専門書風の本もあれば、保護者の皆様に見てほしいなと思って新たに購入した本もあります。子育てのヒントになるような本を選んだつもりですので、機会があればご覧ください。簡単なレビューなんかも書いて紹介できたらと思っています。
ところで、保護者の皆様に見ていただきたいこれらの本ですが、多くの書籍で表紙、タイトルに「発達障害」という表記があります。どういう種類の本なのかわかりやすくするためにそうしているのでしょうが、これでは親にとっては手にしずらいですよね。「自分の子が『発達障害』だと認めるようで…」「こんな本、家に置いといて子どもが見たらなんて思うだろう…」本当に察します。
でも、これらの本には幼児期、学齢期、そして高校生から青年へとどう育てていけばいいのかといったヒントが多くあるのです。

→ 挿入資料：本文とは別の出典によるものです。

//! LLM integration for traceforge.
//!
//! The agent policy and the answer grader both talk to an OpenAI-compatible
//! chat-completions endpoint through the [`LlmProvider`] trait.
//!
//! ```ignore
//! use traceforge::llm::{GenerationRequest, LiteLlmClient, LlmProvider, Message};
//!
//! let client = LiteLlmClient::from_key_env(
//!     "https://openrouter.ai/api/v1",
//!     "OPENROUTER_API_KEY",
//!     "openai/gpt-4.1-mini",
//!     Duration::from_secs(120),
//! )?;
//! let response = client
//!     .generate(GenerationRequest::new("", vec![Message::user("Hello")]))
//!     .await?;
//! ```

pub mod litellm;

pub use litellm::{
    GenerationRequest, GenerationResponse, LiteLlmClient, LlmProvider, Message, Role, Usage,
};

少し難しい話になりますが、“Developmental disorder”の”disorder”は「混乱・乱雑」という意味で、直訳すると「発達が混乱している(偏っている)」となるはずですが、なぜか日本語に訳したときに『発達障害』としたようです。この呼び方には以前から「症状(特性)があるだけで「障害」とするのは誤解を招くのではないか」という声もありましたが、長く使われていたためすっかり定着してしまいました。しかし5年ほど前、アメリカ精神医学会が診断基準を見直した際に(DSM-5)、日本精神神経学会がこれらの日本語訳を見直したのです!!
「発達障害」 → 「神経発達症群」
「自閉症スペクトラム障害」 → 「自閉スペクトラム症」
「注意欠陥多動性障害」 → 「注意欠陥多動症」
「学習障害」 → 「限局性学習症」
ざっくりいうと「どちらを使ってもいいですよ」ということのようです。
正しく知りたい方は、日本精神神経学会のホームページをご覧ください。
ただ、呼び方が変わっただけと思われるかもしれません。しかし、例えば集団でうまく振舞えない特性だけで「障害」と言うのではなく、「確かにそういう特性(症状)はあるよね。でも、この子なりにうまく適応できるように育てよう。そうできれば「障害」なんかじゃない」と考えています。
この考え方の背景にあるのは、浜松医科大学児童精神科医の杉山登志郎教授が提唱する考えです。
<発達凸凹+不適応=発達障害>
「発達凸凹」というのは、子どもの個性、特性だったり症状と言えるかもしれません。でもこれだけで「発達障害」になるわけではないく、「発達凸凹」に「不適応」が加わるから「発達障害」になる。そういう考え方です。「発達凸凹」は子ども自身の特性ですが、「不適応」は実は大人が作る環境要因の影響が大きいのです。
「毎日叱られる」
「この子だけ特別扱いはできない」
「授業がさっぱりわかんないからもういいや」…。
こんな状況にならないように、保護者を含めた子どもに関わる大人が子どもの特性を理解しあい、共通認識の下でその子に関わり育てていく、それが大切だし大人の責任だと思っています。
これを実践するのは難しいことかもしれませんが、人口の少ない田舎町鷹栖町ならできるかも?
そう思って取り組んでいます。でも中々理想通りにはいかず。
お父さん、お母さん、保育園・幼稚園・学校の先生、役場職員の方とも連携して、一人の子どもを育てていく、そういうことができたらいいなぁと思ってます。
でも… 期待しすぎたらだめですよ。